Objective: The aim of the current study was to examine whether health complaints and self-reported health were associated with bullying victimization in a large cohort of Icelandic children and adolescents. Methods: In this study, we used data from a school-based cross-sectional survey, specifically, the Icelandic contribution to the international research network Health Behavior in School-aged Children (HBSC). The study population included all students throughout Iceland in grades 6, 8, and 10 (mean age 13 years, standard deviation 1.61). The participation rate was 84% (N = 11,018). Participating students completed an anonymous standardized questionnaire in their classrooms.
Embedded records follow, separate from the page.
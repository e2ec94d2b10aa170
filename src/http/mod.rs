//! HTTP client module
//!
//! Provides the authenticated session client for the controller API.
//!
//! # Features
//!
//! - **Session Management**: cookie jar and CSRF token carried across requests
//! - **Login Fallback**: UniFi OS login first, legacy controller login second
//! - **Re-authentication**: a 401 triggers one fresh login and one resend
//! - **Rate Limiting**: sliding-window request budget

mod client;
mod rate_limit;
mod shared;

pub use client::{ControllerApi, UnifiClient};
pub use rate_limit::{RateLimiter, RateLimiterConfig};
pub use shared::SharedClient;

#[cfg(test)]
mod tests;
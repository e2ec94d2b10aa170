// Allow common clippy pedantic lints
#![allow(clippy::cast_possible_truncation)]
#![allow(clippy::cast_sign_loss)]
#![allow(clippy::cast_lossless)]
#![allow(clippy::too_many_lines)]
#![allow(clippy::unused_self)]
#![allow(clippy::must_use_candidate)]
#![allow(clippy::items_after_statements)]
#![allow(clippy::unnecessary_wraps)]
#![allow(clippy::match_same_arms)]
#![allow(clippy::needless_pass_by_value)]
#![allow(clippy::unused_async)]

//! UniFi MCP CLI
//!
//! Serves the controller over MCP on stdio, or runs one-shot commands

use clap::Parser;
use unifi_mcp::cli::{Cli, Runner};

#[tokio::main]
async fn main() {
    let cli = Cli::parse();

    // Load environment before anything reads UNIFI_* or RUST_LOG
    let env_loaded = match &cli.env_file {
        Some(path) => dotenvy::from_path(path).map_err(|e| (path.display().to_string(), e)),
        None => {
            dotenvy::dotenv().ok();
            Ok(())
        }
    };

    // stdout carries protocol traffic, logs go to stderr
    let rust_log = std::env::var("RUST_LOG").ok();
    tracing_subscriber::fmt()
        .with_writer(std::io::stderr)
        .with_env_filter(cli.log_filter(rust_log.as_deref()))
        .init();

    if let Err((path, e)) = env_loaded {
        eprintln!("Error: Failed to load {path}: {e}");
        std::process::exit(1);
    }

    let runner = Runner::new(cli);

    if let Err(e) = runner.run().await {
        eprintln!("Error: {e}");
        std::process::exit(1);
    }
}
//! MCP tool layer
//!
//! Declares the tools advertised to MCP clients, decodes and validates their
//! arguments, and runs them against a [`ControllerApi`](crate::http::ControllerApi).
//!
//! # Tool families
//!
//! - **Monitoring**: devices, clients, system info, health, ISP metrics
//! - **Firewall & networks**: rules, groups, WLANs, network configs, zone policies
//! - **QoS / VPN / port forwarding / static routes**: list, create, toggle

mod args;
mod definitions;
mod handlers;
pub mod summary;

pub use args::{
    CreateFirewallPolicyArgs, CreateFirewallRuleArgs, CreatePortForwardArgs, CreateQosRuleArgs,
    CreateTrafficRouteArgs, GetFirewallRuleArgs, IspMetricsArgs, ListClientsArgs,
    ListDevicesArgs, ListVpnClientsArgs, MetricType, QueryMetricsArgs, SiteIdArgs, SiteNameArgs,
    ToggleRuleArgs, ToolArgs, ToolCall, UpdateTrafficRouteArgs, VpnClientStateArgs,
};
pub use definitions::{find_tool, tool_definitions, ToolDefinition};
pub use handlers::execute;

pub(crate) use handlers::{
    analyze_network_performance, get_device_health_summary, get_health_status, get_system_info,
    list_clients, list_devices,
};
impl ToolArgs for CreateFirewallRuleArgs {
    fn validate(&self) -> std::result::Result<(), String> {
        required("name", &self.name)?;
        required("action", &self.action)?;
        required("protocol", &self.protocol)?;
        required("src_address", &self.src_address)?;
        required("dst_address", &self.dst_address)?;
        optional_segment("site_id", self.site_id.as_ref())
    }
}

/// `unifi_create_qos_rule`
#[derive(Debug, Clone, Deserialize)]
pub struct CreateQosRuleArgs {
    pub name: String,
    #[serde(default = "default_true")]
    pub enabled: bool,
    /// Kbps
    pub download_limit: f64,
    /// Kbps
    pub upload_limit: f64,
    #[serde(default = "CreateQosRuleArgs::default_target_type")]
    pub target_type: String,
    /// MAC, IP or CIDR depending on `target_type`
    pub target_value: String,
    pub site_id: Option<String>,
}

impl CreateQosRuleArgs {
    fn default_target_type() -> String {
        "client".to_string()
    }
}

impl ToolArgs for CreateQosRuleArgs {
    fn validate(&self) -> std::result::Result<(), String> {
        required("name", &self.name)?;
        positive("download_limit", self.download_limit)?;
        positive("upload_limit", self.upload_limit)?;
        required("target_value", &self.target_value)?;
        optional_segment("site_id", self.site_id.as_ref())
    }
}

/// Enable or disable a rule by id (QoS rules, port forwards)
#[derive(Debug, Clone, Deserialize)]
pub struct ToggleRuleArgs {
    pub rule_id: String,
    pub enabled: bool,
    pub site_id: Option<String>,
}

impl ToolArgs for ToggleRuleArgs {
    fn validate(&self) -> std::result::Result<(), String> {
        segment("rule_id", &self.rule_id)?;
        optional_segment("site_id", self.site_id.as_ref())
    }
}

/// `unifi_list_vpn_clients`
#[derive(Debug, Clone, Default, Deserialize)]
pub struct ListVpnClientsArgs {
    pub site_id: Option<String>,
    #[serde(default)]
    pub active_only: bool,
}

impl ToolArgs for ListVpnClientsArgs {
    fn validate(&self) -> std::result::Result<(), String> {
        optional_segment("site_id", self.site_id.as_ref())
    }
}

/// `unifi_update_vpn_client_state`
#[derive(Debug, Clone, Deserialize)]
pub struct VpnClientStateArgs {
    pub client_id: String,
    pub enabled: bool,
    pub site_id: Option<String>,
}

impl ToolArgs for VpnClientStateArgs {
    fn validate(&self) -> std::result::Result<(), String> {
        segment("client_id", &self.client_id)?;
        optional_segment("site_id", self.site_id.as_ref())
    }
}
Results: Bullying victimization was associated with feeling depressed (odds ratio 2.61), having difficulty falling asleep, dizziness, and low self-reported health. No differences were found between sex and age groups. Conclusions: Children and adolescents who are bullied appear to more often experience depression, difficulties falling asleep, dizziness, and poor health; however, health complaints were also relatively high among non-bullied children and adolescents. Bullying prevention measures must be implemented in children’s and adolescents’ social environments. In addition to assessing bullying interventions, further research should focus on methods of enhancing resilience in this population.